> ACTIVITY
Filter the records for "launch" and keep each line that has it.

Saved entries
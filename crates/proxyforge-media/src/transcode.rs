//! Transcode jobs: one run of source → decode → encode → sink.
//!
//! A [`TranscodeEngine`] builds the actual pipeline; this module owns the job
//! lifecycle around it. The pipeline runs on a dedicated worker thread and the
//! outcome is reported exactly once through the callback given to
//! [`TranscodeJob::start`]. On success the in-progress suffix is stripped from
//! the output before the report is sent.

use proxyforge_core::{uri, PART_SUFFIX};
use std::fmt;
use std::path::Path;
use std::sync::atomic::{AtomicBool, AtomicU64, Ordering};
use std::sync::Arc;
use std::thread::{self, JoinHandle};
use tracing::{debug, info, warn};

use crate::error::{MediaError, MediaResult};
use crate::profile::EncodingProfile;

static NEXT_JOB_ID: AtomicU64 = AtomicU64::new(1);

/// Process-unique identifier of a transcode job.
#[derive(Debug, Clone, Copy, PartialEq, Eq, Hash)]
pub struct JobId(pub u64);

impl fmt::Display for JobId {
    fn fmt(&self, f: &mut fmt::Formatter<'_>) -> fmt::Result {
        write!(f, "job-{}", self.0)
    }
}

/// Cooperative control flags shared between a job handle and its pipeline.
#[derive(Debug, Default)]
pub struct JobControl {
    cancelled: AtomicBool,
    paused: AtomicBool,
}

impl JobControl {
    pub fn is_cancelled(&self) -> bool {
        self.cancelled.load(Ordering::Acquire)
    }

    pub fn is_paused(&self) -> bool {
        self.paused.load(Ordering::Acquire)
    }
}

/// What to transcode, where to, and how.
#[derive(Debug, Clone, PartialEq, Eq)]
pub struct TranscodeRequest {
    pub source_uri: String,
    /// URI the output carries once the job succeeded.
    pub output_uri: String,
    /// Appended to `output_uri` while encoding. Empty writes in place.
    pub part_suffix: String,
    pub profile: EncodingProfile,
}

impl TranscodeRequest {
    pub fn new(
        source_uri: impl Into<String>,
        output_uri: impl Into<String>,
        profile: EncodingProfile,
    ) -> Self {
        Self {
            source_uri: source_uri.into(),
            output_uri: output_uri.into(),
            part_suffix: PART_SUFFIX.to_string(),
            profile,
        }
    }

    pub fn with_part_suffix(mut self, suffix: impl Into<String>) -> Self {
        self.part_suffix = suffix.into();
        self
    }

    /// Sink URI while the pipeline runs.
    pub fn in_progress_uri(&self) -> String {
        format!("{}{}", self.output_uri, self.part_suffix)
    }
}

/// A running pipeline.
pub trait Pipeline: Send {
    /// Block until the pipeline reaches end of stream.
    ///
    /// Implementations poll `control`: they must return promptly once it is
    /// cancelled and should hold processing while it is paused.
    fn run(&mut self, control: &JobControl) -> MediaResult<()>;
}

/// Builds pipelines for transcode requests.
pub trait TranscodeEngine: Send + Sync {
    /// Build a pipeline for `request` and bring it to a running state.
    fn launch(&self, request: &TranscodeRequest) -> MediaResult<Box<dyn Pipeline>>;

    /// Called once `uri` holds freshly written content.
    fn content_changed(&self, _uri: &str) {}
}

/// How a job ended.
#[derive(Debug)]
pub enum JobOutcome {
    Completed { output_uri: String },
    Failed(MediaError),
}

/// Final report of a job, delivered exactly once.
#[derive(Debug)]
pub struct JobReport {
    pub job: JobId,
    pub source_uri: String,
    pub outcome: JobOutcome,
}

/// Handle on one transcode run.
///
/// Dropping the handle cancels a job that is still running.
pub struct TranscodeJob {
    id: JobId,
    request: TranscodeRequest,
    control: Arc<JobControl>,
    cancel_requested: bool,
    worker: Option<JoinHandle<()>>,
}

impl TranscodeJob {
    /// Build and start a pipeline for `request`.
    ///
    /// Fails immediately, without calling `report`, when the pipeline cannot
    /// reach a running state. Otherwise `report` is called exactly once from
    /// the worker thread.
    pub fn start(
        engine: Arc<dyn TranscodeEngine>,
        request: TranscodeRequest,
        report: impl FnOnce(JobReport) + Send + 'static,
    ) -> MediaResult<Self> {
        let id = JobId(NEXT_JOB_ID.fetch_add(1, Ordering::Relaxed));

        prepare_output(&request)?;
        let pipeline = match engine.launch(&request) {
            Ok(pipeline) => pipeline,
            Err(e) => {
                warn!(job = %id, source = %request.source_uri, error = %e, "Pipeline failed to start");
                discard_partial(&request);
                return Err(e);
            }
        };

        info!(job = %id, source = %request.source_uri, output = %request.in_progress_uri(), "Transcode started");

        let control = Arc::new(JobControl::default());
        let worker = {
            let control = Arc::clone(&control);
            let request = request.clone();
            thread::Builder::new()
                .name(format!("transcode-{}", id.0))
                .spawn(move || {
                    let outcome = drive(pipeline, &request, &control, engine.as_ref());
                    report(JobReport {
                        job: id,
                        source_uri: request.source_uri,
                        outcome,
                    });
                })
        };

        let worker = match worker {
            Ok(worker) => worker,
            Err(e) => {
                discard_partial(&request);
                return Err(MediaError::Pipeline(format!(
                    "Failed to spawn transcode worker: {e}"
                )));
            }
        };

        Ok(Self {
            id,
            request,
            control,
            cancel_requested: false,
            worker: Some(worker),
        })
    }

    pub fn id(&self) -> JobId {
        self.id
    }

    pub fn request(&self) -> &TranscodeRequest {
        &self.request
    }

    /// Stop the pipeline. The report then carries [`MediaError::Cancelled`].
    ///
    /// Returns false if cancellation was already requested.
    pub fn cancel(&mut self) -> bool {
        if self.cancel_requested {
            return false;
        }
        self.cancel_requested = true;
        self.control.cancelled.store(true, Ordering::Release);
        debug!(job = %self.id, "Transcode cancel requested");
        true
    }

    /// Hold the pipeline without tearing it down. Returns false if already paused.
    pub fn pause(&self) -> bool {
        !self.control.paused.swap(true, Ordering::AcqRel)
    }

    /// Returns false if the job was not paused.
    pub fn resume(&self) -> bool {
        self.control.paused.swap(false, Ordering::AcqRel)
    }

    pub fn is_paused(&self) -> bool {
        self.control.is_paused()
    }

    /// Whether the worker thread has exited.
    pub fn is_finished(&self) -> bool {
        self.worker.as_ref().map_or(true, JoinHandle::is_finished)
    }
}

impl Drop for TranscodeJob {
    fn drop(&mut self) {
        if !self.is_finished() {
            self.control.cancelled.store(true, Ordering::Release);
        }
    }
}

impl fmt::Debug for TranscodeJob {
    fn fmt(&self, f: &mut fmt::Formatter<'_>) -> fmt::Result {
        f.debug_struct("TranscodeJob")
            .field("id", &self.id)
            .field("request", &self.request)
            .field("paused", &self.is_paused())
            .finish()
    }
}

fn drive(
    mut pipeline: Box<dyn Pipeline>,
    request: &TranscodeRequest,
    control: &JobControl,
    engine: &dyn TranscodeEngine,
) -> JobOutcome {
    let result = pipeline.run(control);
    drop(pipeline);

    if control.is_cancelled() {
        discard_partial(request);
        return JobOutcome::Failed(MediaError::Cancelled);
    }

    match result.and_then(|()| finalize_output(request)) {
        Ok(output_uri) => {
            engine.content_changed(&output_uri);
            info!(output = %output_uri, "Transcode finished");
            JobOutcome::Completed { output_uri }
        }
        Err(e) => {
            warn!(source = %request.source_uri, error = %e, "Transcode failed");
            discard_partial(request);
            JobOutcome::Failed(e)
        }
    }
}

/// Strip the in-progress suffix by renaming the output file.
fn finalize_output(request: &TranscodeRequest) -> MediaResult<String> {
    if request.part_suffix.is_empty() {
        return Ok(request.output_uri.clone());
    }

    let (Some(from), Some(to)) = (
        uri::file_uri_to_path(&request.in_progress_uri()),
        uri::file_uri_to_path(&request.output_uri),
    ) else {
        return Err(MediaError::Unsupported(format!(
            "cannot rename non-file output {}",
            request.output_uri
        )));
    };

    // Try rename first (same filesystem), fall back to copy+remove.
    if std::fs::rename(&from, &to).is_err() {
        std::fs::copy(&from, &to)?;
        let _ = std::fs::remove_file(&from);
    }
    debug!(from = %from.display(), to = %to.display(), "Renamed finished output");

    Ok(request.output_uri.clone())
}

fn prepare_output(request: &TranscodeRequest) -> MediaResult<()> {
    if let Some(parent) = uri::file_uri_to_path(&request.output_uri)
        .as_deref()
        .and_then(Path::parent)
    {
        std::fs::create_dir_all(parent)?;
    }
    Ok(())
}

fn discard_partial(request: &TranscodeRequest) {
    if request.part_suffix.is_empty() {
        return;
    }
    if let Some(path) = uri::file_uri_to_path(&request.in_progress_uri()) {
        if path.exists() {
            if let Err(e) = std::fs::remove_file(&path) {
                debug!(path = %path.display(), error = %e, "Could not remove partial output");
            }
        }
    }
}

> ANSWER SPACE
    fn launch(&self, request: &TranscodeRequest) -> MediaResult<Box<dyn Pipeline>>;
        let pipeline = match engine.launch(&request) {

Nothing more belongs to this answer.